--- Problem description ---
In the data below, find every line with the word "decimal" and copy it.

--- Saved entries ---

□ □ □

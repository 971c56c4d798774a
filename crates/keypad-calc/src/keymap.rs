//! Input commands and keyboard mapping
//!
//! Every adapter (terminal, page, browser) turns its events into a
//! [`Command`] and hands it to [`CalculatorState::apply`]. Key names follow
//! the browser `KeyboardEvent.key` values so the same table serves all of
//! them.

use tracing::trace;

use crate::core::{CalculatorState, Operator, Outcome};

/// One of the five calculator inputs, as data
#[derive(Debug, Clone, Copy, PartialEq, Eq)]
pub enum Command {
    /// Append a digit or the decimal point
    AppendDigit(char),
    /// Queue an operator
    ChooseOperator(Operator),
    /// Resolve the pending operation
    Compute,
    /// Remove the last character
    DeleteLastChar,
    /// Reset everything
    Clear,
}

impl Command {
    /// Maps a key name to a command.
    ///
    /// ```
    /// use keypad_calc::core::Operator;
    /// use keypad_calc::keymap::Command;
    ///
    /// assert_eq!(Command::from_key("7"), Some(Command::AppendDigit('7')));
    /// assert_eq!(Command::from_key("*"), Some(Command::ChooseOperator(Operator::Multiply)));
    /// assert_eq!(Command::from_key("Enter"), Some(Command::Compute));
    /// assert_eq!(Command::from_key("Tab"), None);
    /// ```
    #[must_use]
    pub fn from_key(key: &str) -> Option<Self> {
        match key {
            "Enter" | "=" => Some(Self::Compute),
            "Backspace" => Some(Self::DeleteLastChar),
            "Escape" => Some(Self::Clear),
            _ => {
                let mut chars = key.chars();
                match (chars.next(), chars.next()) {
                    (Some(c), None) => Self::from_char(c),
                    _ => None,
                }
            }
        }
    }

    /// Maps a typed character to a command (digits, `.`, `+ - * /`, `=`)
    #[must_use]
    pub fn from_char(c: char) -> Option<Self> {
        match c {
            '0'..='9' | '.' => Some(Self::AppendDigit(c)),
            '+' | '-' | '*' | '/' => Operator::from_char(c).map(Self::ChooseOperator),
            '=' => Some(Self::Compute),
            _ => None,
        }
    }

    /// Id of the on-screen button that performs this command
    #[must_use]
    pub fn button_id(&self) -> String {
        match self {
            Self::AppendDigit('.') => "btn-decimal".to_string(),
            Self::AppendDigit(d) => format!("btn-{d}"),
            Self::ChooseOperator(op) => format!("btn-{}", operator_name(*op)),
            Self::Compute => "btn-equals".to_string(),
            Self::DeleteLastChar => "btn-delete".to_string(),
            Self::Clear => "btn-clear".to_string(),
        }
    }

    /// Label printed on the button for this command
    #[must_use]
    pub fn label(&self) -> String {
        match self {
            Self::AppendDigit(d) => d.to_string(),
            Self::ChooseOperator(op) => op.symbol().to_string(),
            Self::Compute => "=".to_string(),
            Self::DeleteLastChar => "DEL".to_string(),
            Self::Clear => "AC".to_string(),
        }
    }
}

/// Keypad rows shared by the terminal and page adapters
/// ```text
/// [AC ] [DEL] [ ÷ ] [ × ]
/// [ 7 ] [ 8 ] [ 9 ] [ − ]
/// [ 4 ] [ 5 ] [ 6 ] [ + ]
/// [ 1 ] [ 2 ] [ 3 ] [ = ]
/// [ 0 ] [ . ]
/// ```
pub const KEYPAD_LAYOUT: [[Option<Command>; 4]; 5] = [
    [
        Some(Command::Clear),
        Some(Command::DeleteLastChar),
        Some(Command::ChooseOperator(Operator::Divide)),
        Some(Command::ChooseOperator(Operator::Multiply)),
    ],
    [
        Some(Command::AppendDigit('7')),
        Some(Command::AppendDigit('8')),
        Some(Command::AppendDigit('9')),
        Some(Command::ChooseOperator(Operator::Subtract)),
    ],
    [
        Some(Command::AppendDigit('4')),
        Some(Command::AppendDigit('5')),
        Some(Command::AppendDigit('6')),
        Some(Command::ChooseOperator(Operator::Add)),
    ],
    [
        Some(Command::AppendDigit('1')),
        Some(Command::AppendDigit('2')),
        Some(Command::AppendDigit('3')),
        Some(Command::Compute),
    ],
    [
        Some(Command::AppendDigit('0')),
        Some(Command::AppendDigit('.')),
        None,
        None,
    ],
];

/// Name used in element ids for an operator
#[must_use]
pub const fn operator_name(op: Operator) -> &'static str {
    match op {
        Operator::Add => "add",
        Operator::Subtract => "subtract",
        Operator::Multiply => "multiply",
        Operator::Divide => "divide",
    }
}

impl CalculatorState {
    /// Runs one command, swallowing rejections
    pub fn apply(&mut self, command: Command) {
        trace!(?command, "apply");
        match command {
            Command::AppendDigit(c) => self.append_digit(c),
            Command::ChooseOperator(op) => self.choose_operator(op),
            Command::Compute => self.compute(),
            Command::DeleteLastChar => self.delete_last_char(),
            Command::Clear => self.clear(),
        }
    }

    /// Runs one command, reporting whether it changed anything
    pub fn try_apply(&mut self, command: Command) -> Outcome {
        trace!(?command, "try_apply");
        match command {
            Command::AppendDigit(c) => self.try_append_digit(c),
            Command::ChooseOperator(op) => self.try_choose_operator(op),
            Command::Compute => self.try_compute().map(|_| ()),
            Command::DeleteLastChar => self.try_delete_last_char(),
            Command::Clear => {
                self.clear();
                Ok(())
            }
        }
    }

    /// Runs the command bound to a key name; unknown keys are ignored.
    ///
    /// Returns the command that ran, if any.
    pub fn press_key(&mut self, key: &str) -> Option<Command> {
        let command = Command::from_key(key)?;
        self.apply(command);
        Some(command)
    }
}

□ □ □

--- Finished task ---
    /// Append a digit or the decimal point
            Self::AppendDigit('.') => "btn-decimal".to_string(),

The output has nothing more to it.